Your task:
Please copy every line with the string "glob" from the entries below.

Stored data
=== Begin Enclosure ===

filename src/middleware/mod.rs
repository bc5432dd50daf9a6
pub mod auth;
pub mod rate_limit;
//! Strata Core - hierarchical sequence predictor
//!
//! A [`Level`] keeps a pool of first-order [`Representation`]s and one active
//! model. When the active model fails on an observation (a breakdown) the level
//! switches to the model its parent expects, adopts the best existing one, or
//! mints a new one. Switches are reported upward as observations over shape ids,
//! so parent levels grow on demand into an arbitrarily deep tower.

pub mod config;
pub mod error;
pub mod level;
pub mod representation;

pub use config::{LevelConfig, SwitchStrategy};
pub use error::{Error, Result};
pub use level::{Breakdown, HierarchySnapshot, Level, Resolution, Step};
pub use representation::{Representation, ShapeId, Symbol, TransitionInfo};
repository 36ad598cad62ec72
//! Experiment configuration
//!
//! Loaded from TOML at startup, falls back to defaults if no config file
//! exists. Command-line flags override individual fields afterwards.

use crate::source::TokenMode;
use serde::{Deserialize, Serialize};
use std::path::Path;
use strata_core::LevelConfig;

#[derive(Debug, Clone, Default, Serialize, Deserialize)]
#[serde(default)]
pub struct ExperimentConfig {
    /// Pre-built layout (representations per level). Empty = grow lazily.
    pub layout: Vec<usize>,
    /// Predictor settings, shared by every level of the tower.
    pub level: LevelConfig,
    pub input: InputConfig,
    pub report: ReportConfig,
}

#[derive(Debug, Clone, Serialize, Deserialize)]
#[serde(default)]
pub struct InputConfig {
    pub tokens: TokenMode,
    /// File-name glob applied when the input is a directory.
    pub glob: String,
    pub lowercase: bool,
}

#[derive(Debug, Clone, Default, Serialize, Deserialize)]
#[serde(default)]
pub struct ReportConfig {
    /// Write one JSON line per step, not just header and summary.
    pub trajectory: bool,
}

impl Default for InputConfig {
    fn default() -> Self {
        Self {
            tokens: TokenMode::Chars,
            glob: "*.txt".into(),
            lowercase: false,
        }
    }
}

impl ExperimentConfig {
    /// Load config from a TOML file, falling back to defaults.
    pub fn load(path: &Path) -> Self {
        match std::fs::read_to_string(path) {
            Ok(content) => match toml::from_str(&content) {
                Ok(config) => {
                    tracing::info!("Loaded config from {}", path.display());
                    config
                }
                Err(e) => {
                    tracing::warn!("Failed to parse {}: {} — using defaults", path.display(), e);
                    Self::default()
                }
            },
            Err(_) => {
                tracing::info!("No config at {} — using defaults", path.display());
                Self::default()
            }
        }
    }

    /// Write the current config as TOML (for generating a default config file).
    pub fn to_toml(&self) -> String {
        toml::to_string_pretty(self).unwrap_or_default()
    }

    pub fn validate(&self) -> strata_core::Result<()> {
        self.level.validate()?;
        if self.layout.iter().any(|&n| n == 0) {
            return Err(strata_core::Error::invalid_layout(
                "every pre-built level needs at least one representation",
            ));
        }
        Ok(())
    }
}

=== End Enclosure ===

Answer for this exercise:
    /// File-name glob applied when the input is a directory.
    pub glob: String,
            glob: "*.txt".into(),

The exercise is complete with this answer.